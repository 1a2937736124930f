use std::cell::{Cell, RefCell};
use std::rc::Rc;

use adw::prelude::*;
use gettextrs::gettext;
use gio::SimpleAction;
use gtk4 as gtk;
use gtk4::glib;
use gtk4::prelude::*;
use libadwaita as adw;
use tracing::{error, info};

use super::board::{build_board_grid, connect_tile_clicks};
use super::dialogs::{show_about_dialog, show_fatal_error};
use super::hud::Hud;
use super::presenter::GtkPresenter;
use super::timer::GlibScheduler;
use crate::assets::{AssetManifest, CardArt};
use crate::audio::SoundBoard;
use crate::config::Settings;
use crate::error::StartupError;
use crate::game::session::GameSession;
use crate::game::table::{Table, request_reset};

pub const APP_ID: &str = "io.github.concentration";

pub(crate) const WINDOW_WIDTH: i32 = 1200;
pub(crate) const WINDOW_HEIGHT: i32 = 950;

type GameTable = Table<GtkPresenter, GlibScheduler>;

pub fn run(settings: Settings) -> glib::ExitCode {
    glib::set_prgname(Some(APP_ID));
    let app = adw::Application::builder().application_id(APP_ID).build();
    let startup_failed = Rc::new(Cell::new(false));

    app.connect_activate({
        let startup_failed = startup_failed.clone();
        move |app| {
            if let Some(window) = app.active_window() {
                window.present();
                return;
            }

            load_css();
            if let Err(err) = build_game(app, &settings) {
                error!(%err, "cannot start");
                startup_failed.set(true);
                show_fatal_error(app, &err.to_string());
            }
        }
    });

    let code = app.run();
    exit_code(code, startup_failed.get())
}

/// A failed startup still runs the main loop for the error dialog, so the
/// loop's own exit code has to be overridden.
fn exit_code(code: glib::ExitCode, startup_failed: bool) -> glib::ExitCode {
    if startup_failed {
        glib::ExitCode::FAILURE
    } else {
        code
    }
}

fn build_game(app: &adw::Application, settings: &Settings) -> Result<(), StartupError> {
    let manifest = AssetManifest::discover(&settings.image_dir, &settings.back_image)?;
    let art = CardArt::load(&manifest, settings.card_size, settings.corner_radius)?;
    let sounds = SoundBoard::open(&settings.sound_dir, settings.sound_enabled);

    let hud = Hud::new();
    let board = build_board_grid(&art);

    let reset_button = gtk::Button::builder()
        .label(gettext("Reset Game"))
        .halign(gtk::Align::Center)
        .css_classes(vec!["reset-button"])
        .build();
    reset_button.set_cursor_from_name(Some("pointer"));

    let content = gtk::Box::new(gtk::Orientation::Vertical, 0);
    content.add_css_class("game-root");
    content.append(hud.widget());
    content.append(&reset_button);
    content.append(&board.grid);

    let restart_button = gtk::Button::builder()
        .icon_name("view-refresh-symbolic")
        .build();
    restart_button.set_tooltip_text(Some(gettext("New Game").as_str()));

    let menu_model = gio::Menu::new();
    menu_model.append(Some(gettext("New Game").as_str()), Some("app.new-game"));
    menu_model.append(Some(gettext("About Memory Match").as_str()), Some("app.about"));
    menu_model.append(Some(gettext("Quit").as_str()), Some("app.quit"));
    let menu_button = gtk::MenuButton::builder()
        .icon_name("open-menu-symbolic")
        .menu_model(&menu_model)
        .build();

    let header = adw::HeaderBar::new();
    header.add_css_class("app-header");
    header.add_css_class("flat");
    header.pack_start(&restart_button);
    header.pack_end(&menu_button);

    let toolbar = adw::ToolbarView::new();
    toolbar.add_top_bar(&header);
    toolbar.set_content(Some(&content));

    let window = adw::ApplicationWindow::builder()
        .application(app)
        .title(gettext("Memory Match"))
        .default_width(WINDOW_WIDTH)
        .default_height(WINDOW_HEIGHT)
        .resizable(false)
        .content(&toolbar)
        .build();
    window.add_css_class("app-window");

    let presenter = GtkPresenter::new(
        window.clone(),
        board.buttons.clone(),
        board.pictures,
        art,
        hud,
        sounds,
    );
    let table = Table::new(
        GameSession::new(),
        presenter,
        GlibScheduler,
        settings.reveal_delay(),
    )
    .into_shared();

    let weak_table = Rc::downgrade(&table);
    table
        .borrow_mut()
        .presenter_mut()
        .set_play_again(Rc::new(move || {
            if let Some(table) = weak_table.upgrade() {
                request_reset(&table);
            }
        }));

    connect_tile_clicks(&board.buttons, &table);
    for button in [&reset_button, &restart_button] {
        let table = table.clone();
        button.connect_clicked(move |_| {
            request_reset(&table);
        });
    }

    install_actions(app, &table);

    info!(
        delay_ms = settings.reveal_delay_ms,
        sound = settings.sound_enabled,
        "game ready"
    );
    window.present();
    Ok(())
}

fn install_actions(app: &adw::Application, table: &Rc<RefCell<GameTable>>) {
    let new_game_action = SimpleAction::new("new-game", None);
    new_game_action.connect_activate({
        let table = table.clone();
        move |_, _| {
            request_reset(&table);
        }
    });
    app.add_action(&new_game_action);

    let about_action = SimpleAction::new("about", None);
    about_action.connect_activate({
        let app = app.clone();
        move |_, _| {
            show_about_dialog(&app);
        }
    });
    app.add_action(&about_action);

    let quit_action = SimpleAction::new("quit", None);
    quit_action.connect_activate({
        let app = app.clone();
        move |_, _| app.quit()
    });
    app.add_action(&quit_action);

    app.set_accels_for_action("app.new-game", &["<Control>n"]);
    app.set_accels_for_action("app.quit", &["<Control>q"]);
}

fn load_css() {
    let Some(display) = gtk::gdk::Display::default() else {
        return;
    };

    let provider = gtk::CssProvider::new();
    provider.load_from_data(include_str!("../../data/style.css"));
    gtk::style_context_add_provider_for_display(
        &display,
        &provider,
        gtk::STYLE_PROVIDER_PRIORITY_APPLICATION,
    );
}

#[cfg(test)]
mod tests {
    use super::*;

    #[test]
    fn failed_startup_exits_with_failure() {
        assert_eq!(
            exit_code(glib::ExitCode::SUCCESS, true),
            glib::ExitCode::FAILURE
        );
    }

    #[test]
    fn normal_run_keeps_the_loop_exit_code() {
        assert_eq!(
            exit_code(glib::ExitCode::SUCCESS, false),
            glib::ExitCode::SUCCESS
        );
    }
}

▸ **TRY IT**
The material should be transcribed exactly, every line included.

▸ **RESULT OF THIS TASK**
repository 1a2937736124930f
use std::cell::{Cell, RefCell};
use std::rc::Rc;

use adw::prelude::*;
use gettextrs::gettext;
use gio::SimpleAction;
use gtk4 as gtk;
use gtk4::glib;
use gtk4::prelude::*;
use libadwaita as adw;
use tracing::{error, info};

use super::board::{build_board_grid, connect_tile_clicks};
use super::dialogs::{show_about_dialog, show_fatal_error};
use super::hud::Hud;
use super::presenter::GtkPresenter;
use super::timer::GlibScheduler;
use crate::assets::{AssetManifest, CardArt};
use crate::audio::SoundBoard;
use crate::config::Settings;
use crate::error::StartupError;
use crate::game::session::GameSession;
use crate::game::table::{Table, request_reset};

pub const APP_ID: &str = "io.github.concentration";

pub(crate) const WINDOW_WIDTH: i32 = 1200;
pub(crate) const WINDOW_HEIGHT: i32 = 950;

type GameTable = Table<GtkPresenter, GlibScheduler>;

pub fn run(settings: Settings) -> glib::ExitCode {
    glib::set_prgname(Some(APP_ID));
    let app = adw::Application::builder().application_id(APP_ID).build();
    let startup_failed = Rc::new(Cell::new(false));

    app.connect_activate({
        let startup_failed = startup_failed.clone();
        move |app| {
            if let Some(window) = app.active_window() {
                window.present();
                return;
            }

            load_css();
            if let Err(err) = build_game(app, &settings) {
                error!(%err, "cannot start");
                startup_failed.set(true);
                show_fatal_error(app, &err.to_string());
            }
        }
    });

    let code = app.run();
    exit_code(code, startup_failed.get())
}

/// A failed startup still runs the main loop for the error dialog, so the
/// loop's own exit code has to be overridden.
fn exit_code(code: glib::ExitCode, startup_failed: bool) -> glib::ExitCode {
    if startup_failed {
        glib::ExitCode::FAILURE
    } else {
        code
    }
}

fn build_game(app: &adw::Application, settings: &Settings) -> Result<(), StartupError> {
    let manifest = AssetManifest::discover(&settings.image_dir, &settings.back_image)?;
    let art = CardArt::load(&manifest, settings.card_size, settings.corner_radius)?;
    let sounds = SoundBoard::open(&settings.sound_dir, settings.sound_enabled);

    let hud = Hud::new();
    let board = build_board_grid(&art);

    let reset_button = gtk::Button::builder()
        .label(gettext("Reset Game"))
        .halign(gtk::Align::Center)
        .css_classes(vec!["reset-button"])
        .build();
    reset_button.set_cursor_from_name(Some("pointer"));

    let content = gtk::Box::new(gtk::Orientation::Vertical, 0);
    content.add_css_class("game-root");
    content.append(hud.widget());
    content.append(&reset_button);
    content.append(&board.grid);

    let restart_button = gtk::Button::builder()
        .icon_name("view-refresh-symbolic")
        .build();
    restart_button.set_tooltip_text(Some(gettext("New Game").as_str()));

    let menu_model = gio::Menu::new();
    menu_model.append(Some(gettext("New Game").as_str()), Some("app.new-game"));
    menu_model.append(Some(gettext("About Memory Match").as_str()), Some("app.about"));
    menu_model.append(Some(gettext("Quit").as_str()), Some("app.quit"));
    let menu_button = gtk::MenuButton::builder()
        .icon_name("open-menu-symbolic")
        .menu_model(&menu_model)
        .build();

    let header = adw::HeaderBar::new();
    header.add_css_class("app-header");
    header.add_css_class("flat");
    header.pack_start(&restart_button);
    header.pack_end(&menu_button);

    let toolbar = adw::ToolbarView::new();
    toolbar.add_top_bar(&header);
    toolbar.set_content(Some(&content));

    let window = adw::ApplicationWindow::builder()
        .application(app)
        .title(gettext("Memory Match"))
        .default_width(WINDOW_WIDTH)
        .default_height(WINDOW_HEIGHT)
        .resizable(false)
        .content(&toolbar)
        .build();
    window.add_css_class("app-window");

    let presenter = GtkPresenter::new(
        window.clone(),
        board.buttons.clone(),
        board.pictures,
        art,
        hud,
        sounds,
    );
    let table = Table::new(
        GameSession::new(),
        presenter,
        GlibScheduler,
        settings.reveal_delay(),
    )
    .into_shared();

    let weak_table = Rc::downgrade(&table);
    table
        .borrow_mut()
        .presenter_mut()
        .set_play_again(Rc::new(move || {
            if let Some(table) = weak_table.upgrade() {
                request_reset(&table);
            }
        }));

    connect_tile_clicks(&board.buttons, &table);
    for button in [&reset_button, &restart_button] {
        let table = table.clone();
        button.connect_clicked(move |_| {
            request_reset(&table);
        });
    }

    install_actions(app, &table);

    info!(
        delay_ms = settings.reveal_delay_ms,
        sound = settings.sound_enabled,
        "game ready"
    );
    window.present();
    Ok(())
}

fn install_actions(app: &adw::Application, table: &Rc<RefCell<GameTable>>) {
    let new_game_action = SimpleAction::new("new-game", None);
    new_game_action.connect_activate({
        let table = table.clone();
        move |_, _| {
            request_reset(&table);
        }
    });
    app.add_action(&new_game_action);

    let about_action = SimpleAction::new("about", None);
    about_action.connect_activate({
        let app = app.clone();
        move |_, _| {
            show_about_dialog(&app);
        }
    });
    app.add_action(&about_action);

    let quit_action = SimpleAction::new("quit", None);
    quit_action.connect_activate({
        let app = app.clone();
        move |_, _| app.quit()
    });
    app.add_action(&quit_action);

    app.set_accels_for_action("app.new-game", &["<Control>n"]);
    app.set_accels_for_action("app.quit", &["<Control>q"]);
}

fn load_css() {
    let Some(display) = gtk::gdk::Display::default() else {
        return;
    };

    let provider = gtk::CssProvider::new();
    provider.load_from_data(include_str!("../../data/style.css"));
    gtk::style_context_add_provider_for_display(
        &display,
        &provider,
        gtk::STYLE_PROVIDER_PRIORITY_APPLICATION,
    );
}

#[cfg(test)]
mod tests {
    use super::*;

    #[test]
    fn failed_startup_exits_with_failure() {
        assert_eq!(
            exit_code(glib::ExitCode::SUCCESS, true),
            glib::ExitCode::FAILURE
        );
    }

    #[test]
    fn normal_run_keeps_the_loop_exit_code() {
        assert_eq!(
            exit_code(glib::ExitCode::SUCCESS, false),
            glib::ExitCode::SUCCESS
        );
    }
}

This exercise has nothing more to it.